Distancing from fire
Bonefire night tonight. [Sp? – Ed.] And I do know what I am doing with that extra ‘e’ in that word, so ignore BracketsHead. That is how we pronounced the word round our way where I grew up [tautology? -Ed] (I’ll give you that one). Of course, round our way when I grew up (happy now?), bonefire night was the 11th of July, so what am I on about saying 23rd of June is bonefire night?

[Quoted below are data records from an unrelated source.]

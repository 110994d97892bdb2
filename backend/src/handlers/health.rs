//! Health check handlers

use axum::{extract::State, Json};
use serde::Serialize;

use crate::AppState;

#[derive(Serialize)]
pub struct HealthResponse {
    pub status: String,
    pub service: String,
    pub version: String,
    pub database: String,
}

/// Health check endpoint handler
pub async fn health_check(State(state): State<AppState>) -> Json<HealthResponse> {
    // Check database connectivity
    let db_status = match sqlx::query("SELECT 1").execute(&state.db).await {
        Ok(_) => "connected".to_string(),
        Err(_) => "disconnected".to_string(),
    };

    Json(HealthResponse {
        status: "healthy".to_string(),
        service: env!("CARGO_PKG_NAME").to_string(),
        version: env!("CARGO_PKG_VERSION").to_string(),
        database: db_status,
    })
}
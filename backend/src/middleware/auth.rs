//! Authentication middleware
//!
//! JWT authentication middleware scoping every request to a business

use axum::{
    extract::Request,
    http::{header::AUTHORIZATION, StatusCode},
    middleware::Next,
    response::{IntoResponse, Response},
    Json,
};
use shared::models::UserRole;

use crate::error::ErrorResponse;

/// Authenticated user information extracted from JWT
#[derive(Clone, Debug)]
pub struct AuthUser {
    pub user_id: uuid::Uuid,
    pub business_id: uuid::Uuid,
    pub role: UserRole,
}

impl AuthUser {
    /// Admins and managers can mutate; operators are read-mostly
    pub fn can_manage(&self) -> bool {
        matches!(self.role, UserRole::Admin | UserRole::Manager)
    }
}

/// Authentication middleware that validates JWT tokens.
/// Note: the token is validated inline against the JWT secret from the
/// environment to avoid state dependency issues in route layers.
pub async fn auth_middleware(mut request: Request, next: Next) -> Response {
    // Extract Authorization header
    let auth_header = request
        .headers()
        .get(AUTHORIZATION)
        .and_then(|h| h.to_str().ok());

    let token = match auth_header {
        Some(header) if header.starts_with("Bearer ") => &header[7..],
        _ => {
            return unauthorized_response("Missing or invalid Authorization header");
        }
    };

    // Get JWT secret from environment (fallback for middleware without state)
    let jwt_secret = std::env::var("WOM__JWT__SECRET")
        .or_else(|_| std::env::var("WOM_JWT_SECRET"))
        .unwrap_or_else(|_| "development-secret-key".to_string());

    let claims = match decode_jwt(token, &jwt_secret) {
        Ok(claims) => claims,
        Err(msg) => {
            return unauthorized_response(&msg);
        }
    };

    // Parse claims into an AuthUser
    let user_id = match uuid::Uuid::parse_str(&claims.sub) {
        Ok(id) => id,
        Err(_) => return unauthorized_response("Invalid user ID in token"),
    };

    let business_id = match uuid::Uuid::parse_str(&claims.business_id) {
        Ok(id) => id,
        Err(_) => return unauthorized_response("Invalid business ID in token"),
    };

    let role = match claims.role.parse::<UserRole>() {
        Ok(role) => role,
        Err(_) => return unauthorized_response("Invalid role in token"),
    };

    let auth_user = AuthUser {
        user_id,
        business_id,
        role,
    };

    request.extensions_mut().insert(auth_user);

    next.run(request).await
}

/// JWT claims structure
#[derive(Debug, serde::Serialize, serde::Deserialize)]
struct Claims {
    sub: String,
    business_id: String,
    role: String,
    exp: i64,
    iat: i64,
}

/// Decode and validate JWT token
fn decode_jwt(token: &str, secret: &str) -> Result<Claims, String> {
    use jsonwebtoken::{decode, DecodingKey, Validation};

    decode::<Claims>(
        token,
        &DecodingKey::from_secret(secret.as_bytes()),
        &Validation::default(),
    )
    .map(|data| data.claims)
    .map_err(|e| format!("Invalid token: {}", e))
}

/// Create unauthorized response
fn unauthorized_response(message: &str) -> Response {
    let error = ErrorResponse {
        error: crate::error::ErrorDetail {
            code: "UNAUTHORIZED".to_string(),
            message: message.to_string(),
            field: None,
        },
    };

    (StatusCode::UNAUTHORIZED, Json(error)).into_response()
}

/// Extractor for authenticated user.
/// Use this in handlers to get the current user.
#[derive(Clone, Debug)]
pub struct CurrentUser(pub AuthUser);

#[axum::async_trait]
impl<S> axum::extract::FromRequestParts<S> for CurrentUser
where
    S: Send + Sync,
{
    type Rejection = (StatusCode, Json<ErrorResponse>);

    async fn from_request_parts(
        parts: &mut axum::http::request::Parts,
        _state: &S,
    ) -> Result<Self, Self::Rejection> {
        parts
            .extensions
            .get::<AuthUser>()
            .cloned()
            .map(CurrentUser)
            .ok_or_else(|| {
                let error = ErrorResponse {
                    error: crate::error::ErrorDetail {
                        code: "UNAUTHORIZED".to_string(),
                        message: "Authentication required".to_string(),
                        field: None,
                    },
                };
                (StatusCode::UNAUTHORIZED, Json(error))
            })
    }
}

Well, let me tell you a thing or two about bonefires. For a start, they predate the establishment of The Orange Disorder, and are not exclusively the property of loyalists. St Patrick, indeed, had a few episodes with bonefires and druids and what have you. Secondly, the word in Irish for bonefire is tine chnámh, which translates literally as ‘a fire of bones’, so the pronunciation of the English word down or up or round our way was actually more in keeping with its origins. The whole ‘bon fire’ nonsense always sounds prissy and snobby to my ears. Like saying butcher with an -oo- sound instead of the -u- sound to be found in the word ‘gull’.
Anyway, tomorrow is the Feast of John the Baptist, and to celebrate the eve of the feast, bonefires are traditionally lit. Or were. The tradition does live on in certain parts of the country, most noticeably on the Western seaboard in Gaeltacht areas. The pic above is hot off the press from Arranmore, and will be set alight pretty soon. Speaking of which, I have to go and prepare my own bonefire, which will be burnt in the brand new brazier wot I bought the Part-Time Wife for her birthday – because that is what she asked for. Lighting a bonefire where I live will confuse the Hell out of the locals, which is reason enough for doing it, I think. Also, everyone loves a good fire, don’t they? It brings out the pagan in us. But I absolutely refuse to indulge in dancing naked around my one tonight. Or in sacrificing the odd resident teenager on it, no matter how great the temptation.
I’ll let you know how it goes tomorrow. Maybe.